use std::{sync::Arc, time::SystemTime};

use tracing::{error, warn};
use wharf_stream::{ByteOrder, SeekMode, Stream};

use crate::{
    base::{SocketFlags, SocketState},
    handle::Handle,
    runtime::Network,
    sys::{self, INVALID_FD},
};

/// Sequential, binary, read+write byte-stream view of one socket, little
/// endian by contract.
///
/// The stream holds the handle, never the record: every operation resolves
/// it through the handle table, so a stream that outlives its socket
/// simply degrades to a closed stream (reads return 0, `eos` is true).
pub struct SocketStream {
    net: Arc<Network>,
    handle: Handle,
}

impl SocketStream {
    pub(crate) fn new(net: Arc<Network>, handle: Handle) -> Self {
        Self { net, handle }
    }

    pub fn handle(&self) -> Handle {
        self.handle
    }

    /// Shared read path. `dst == None` discards, which is how forward
    /// seeking is implemented.
    fn read_into(&mut self, mut dst: Option<&mut [u8]>, size: usize) -> usize {
        let Some(sock) = self.net.record(self.handle) else {
            return 0;
        };
        let Some(slot) = sock.slot() else {
            return 0;
        };
        let polled = slot.has_flag(SocketFlags::POLLED);
        let blocking = slot.has_flag(SocketFlags::BLOCKING);

        // Re-arm read events: a poll/read/poll cycle over the same buffered
        // bytes must fire again.
        slot.clear_last_event();

        let mut io = sock.io();
        if !matches!(slot.state(), SocketState::Connected | SocketState::Disconnected) {
            return 0;
        }
        if size == 0 {
            return 0;
        }

        let mut was_read = 0;
        let mut rounds = 0;
        loop {
            let mut progressed = false;
            loop {
                let copied = {
                    let chunk = io.rx.readable_chunk();
                    let copy = chunk.len().min(size - was_read);
                    if copy > 0
                        && let Some(dst) = dst.as_deref_mut()
                    {
                        dst[was_read..was_read + copy].copy_from_slice(&chunk[..copy]);
                    }
                    copy
                };
                if copied == 0 {
                    break;
                }
                io.rx.consume(copied);
                was_read += copied;
                progressed = true;
            }
            if was_read == size {
                break;
            }
            // In polled non-blocking mode the external poller owns the
            // recv; everyone else pulls from the OS here.
            if blocking || !polled {
                progressed |= sock.protocol().fill(&sock, &mut io, size - was_read) > 0;
            }
            if !progressed {
                rounds += 1;
                if rounds >= 2 {
                    break;
                }
            }
        }

        if was_read < size {
            if was_read > 0 {
                warn!(
                    handle = %self.handle,
                    got = was_read,
                    wanted = size,
                    "partial socket read"
                );
            }
            sock.poll_state(&mut io);
        }
        io.bytes_read += was_read as u64;
        was_read
    }
}

impl Stream for SocketStream {
    fn read(&mut self, dst: &mut [u8]) -> usize {
        let size = dst.len();
        self.read_into(Some(dst), size)
    }

    fn write(&mut self, src: &[u8]) -> usize {
        let Some(sock) = self.net.record(self.handle) else {
            return 0;
        };
        let Some(slot) = sock.slot() else {
            return 0;
        };
        let mut io = sock.io();
        if slot.state() != SocketState::Connected || src.is_empty() {
            return 0;
        }

        let mut written = 0;
        loop {
            written += io.tx.push(&src[written..]);
            if written == src.len() {
                // Filling the buffer to exactly capacity flushes once.
                if io.tx.is_full() {
                    sock.flush_out(&mut io);
                }
                break;
            }
            sock.flush_out(&mut io);
            if slot.state() != SocketState::Connected {
                warn!(
                    handle = %self.handle,
                    written,
                    wanted = src.len(),
                    "partial socket write"
                );
                break;
            }
            if io.tx.is_full() {
                // the flush made no progress; the kernel is backed up
                break;
            }
        }
        io.bytes_written += written as u64;
        written
    }

    fn flush(&mut self) {
        if let Some(sock) = self.net.record(self.handle) {
            let mut io = sock.io();
            sock.flush_out(&mut io);
        }
    }

    fn eos(&mut self) -> bool {
        let Some(sock) = self.net.record(self.handle) else {
            return true;
        };
        if sock.slot().is_none() {
            return true;
        }
        let mut io = sock.io();
        let state = sock.poll_state(&mut io);
        (state != SocketState::Connected || sock.fd() == INVALID_FD) &&
            sock.available_nonblock(&io) == 0
    }

    fn available_read(&mut self) -> usize {
        let Some(sock) = self.net.record(self.handle) else {
            return 0;
        };
        if sock.slot().is_none() {
            return 0;
        }
        let io = sock.io();
        sock.available_nonblock(&io)
    }

    fn buffer_read(&mut self) {
        let Some(sock) = self.net.record(self.handle) else {
            return;
        };
        let Some(slot) = sock.slot() else {
            return;
        };
        if slot.state() != SocketState::Connected ||
            slot.has_flag(SocketFlags::POLLED) ||
            slot.fd() == INVALID_FD
        {
            return;
        }
        let mut io = sock.io();
        if io.rx.is_full() {
            return;
        }
        if let Some(pending) = sys::available(slot.fd())
            && pending > 0
        {
            sock.protocol().fill(&sock, &mut io, pending);
        }
    }

    fn skip(&mut self, n: u64) -> u64 {
        let size = usize::try_from(n).unwrap_or(usize::MAX);
        self.read_into(None, size) as u64
    }

    fn seek(&mut self, offset: i64, mode: SeekMode) -> bool {
        if mode != SeekMode::Current || offset < 0 {
            error!(handle = %self.handle, "only forward seeking is allowed on sockets");
            return false;
        }
        self.skip(offset as u64);
        true
    }

    /// Cumulative bytes read; never decreases.
    fn tell(&mut self) -> u64 {
        self.net.record(self.handle).map_or(0, |sock| sock.io().bytes_read)
    }

    fn size(&mut self) -> u64 {
        0
    }

    fn truncate(&mut self, _size: u64) {}

    fn last_modified(&mut self) -> SystemTime {
        SystemTime::now()
    }

    fn byte_order(&self) -> ByteOrder {
        ByteOrder::Little
    }

    fn is_sequential(&self) -> bool {
        true
    }
}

★ ★ ★

(EXERCISE DETAILS): Copy down every line of the material above that includes the string "usize".

(TASK RESULT):
    fn read_into(&mut self, mut dst: Option<&mut [u8]>, size: usize) -> usize {
    fn read(&mut self, dst: &mut [u8]) -> usize {
    fn write(&mut self, src: &[u8]) -> usize {
    fn available_read(&mut self) -> usize {
        let size = usize::try_from(n).unwrap_or(usize::MAX);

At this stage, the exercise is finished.